(Stored data entries)

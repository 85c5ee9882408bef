//! Route definitions for the individualized-assessment wizard.
//!
//! Mounted at `/assessments/{hr_id}/{candidate_id}` by `api_routes()`.
//!
//! ```text
//! GET    /                              get_state
//! POST   /                              start_assessment
//! GET    /steps/{step}                  get_step
//! POST   /steps/{step}/validate         validate_step
//! POST   /steps/{step}/complete         complete_step
//! GET    /steps/{step}/prefill          get_prefill
//! POST   /steps/{step}/prefill          post_prefill
//! GET    /suggestions                   get_suggestions (?upto)
//! GET    /initial-summary               get_initial_summary
//! GET    /notice-period                 get_notice_period (?today)
//! POST   /reassessment/begin            begin_reassessment
//! POST   /hire                          declare_hire
//! POST   /revoke                        declare_reject
//! POST   /repair                        repair
//! ```

use axum::routing::{get, post};
use axum::Router;

use crate::handlers::assessment;
use crate::state::AppState;

/// Assessment routes, one subject per mount.
pub fn router() -> Router<AppState> {
    Router::new()
        .route(
            "/",
            get(assessment::get_state).post(assessment::start_assessment),
        )
        .route("/steps/{step}", get(assessment::get_step))
        .route("/steps/{step}/validate", post(assessment::validate_step))
        .route("/steps/{step}/complete", post(assessment::complete_step))
        .route(
            "/steps/{step}/prefill",
            get(assessment::get_prefill).post(assessment::post_prefill),
        )
        .route("/suggestions", get(assessment::get_suggestions))
        .route("/initial-summary", get(assessment::get_initial_summary))
        .route("/notice-period", get(assessment::get_notice_period))
        .route(
            "/reassessment/begin",
            post(assessment::begin_reassessment),
        )
        .route("/hire", post(assessment::declare_hire))
        .route("/revoke", post(assessment::declare_reject))
        .route("/repair", post(assessment::repair))
}
impl WizardState {
    /// The state of an assessment nobody has touched.
    pub fn initial(subject: SubjectId) -> Self {
        Self::build(
            subject,
            MIN_STEP,
            AssessmentStatus::NotStarted,
            None,
            StepView::Editable,
            Vec::new(),
            None,
        )
    }

    fn build(
        subject: SubjectId,
        step: u8,
        status: AssessmentStatus,
        completed_at_step: Option<u8>,
        view: StepView,
        completed_steps: Vec<u8>,
        divergence: Option<Divergence>,
    ) -> Self {
        let step_enum = AssessmentStep::from_number(step).unwrap_or(AssessmentStep::ConditionalOffer);
        let can_declare_hire = !status.is_terminal() && step_enum.allows_hire();
        Self {
            subject,
            step,
            label: step_enum.label().to_string(),
            status,
            completed_at_step,
            view,
            completed_steps,
            divergence,
            step4_phase: ReassessmentPhase::default(),
            can_declare_hire,
        }
    }

    pub fn outcome(&self) -> Option<Outcome> {
        self.status.outcome()
    }

    pub fn is_terminal(&self) -> bool {
        self.status.is_terminal()
    }

    /// What the state becomes once `completed` is recorded and the pointer
    /// moves to `next`.
    fn advanced(&self, completed: u8, next: u8) -> Self {
        let mut steps = self.completed_steps.clone();
        if !steps.contains(&completed) {
            steps.push(completed);
            steps.sort_unstable();
        }
        Self::build(
            self.subject,
            next,
            AssessmentStatus::InProgress,
            None,
            StepView::Editable,
            steps,
            None,
        )
    }

    /// What the state becomes once `outcome` is marked at `at_step`.
    fn concluded(&self, outcome: Outcome, at_step: u8) -> Self {
        Self::build(
            self.subject,
            self.step.max(at_step),
            outcome.status(),
            Some(at_step),
            StepView::Terminal { outcome },
            self.completed_steps.clone(),
            None,
        )
    }
}

// ---------------------------------------------------------------------------
// State machine
// ---------------------------------------------------------------------------

/// Drives one subject's assessment through its steps.
///
/// Holds the last state it observed or produced, so a failed read after a
/// successful write never drops the admin back to step 1.
pub struct StepStateMachine {
    gateway: Arc<dyn PersistenceGateway>,
    subject: SubjectId,
    last_known: Option<WizardState>,
    step4_phase: ReassessmentPhase,
}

**Exercise prompt**
In the records above, locate every line with the string "initial" and copy it.

**Written reply**
//! GET    /initial-summary               get_initial_summary
        .route("/initial-summary", get(assessment::get_initial_summary))
    pub fn initial(subject: SubjectId) -> Self {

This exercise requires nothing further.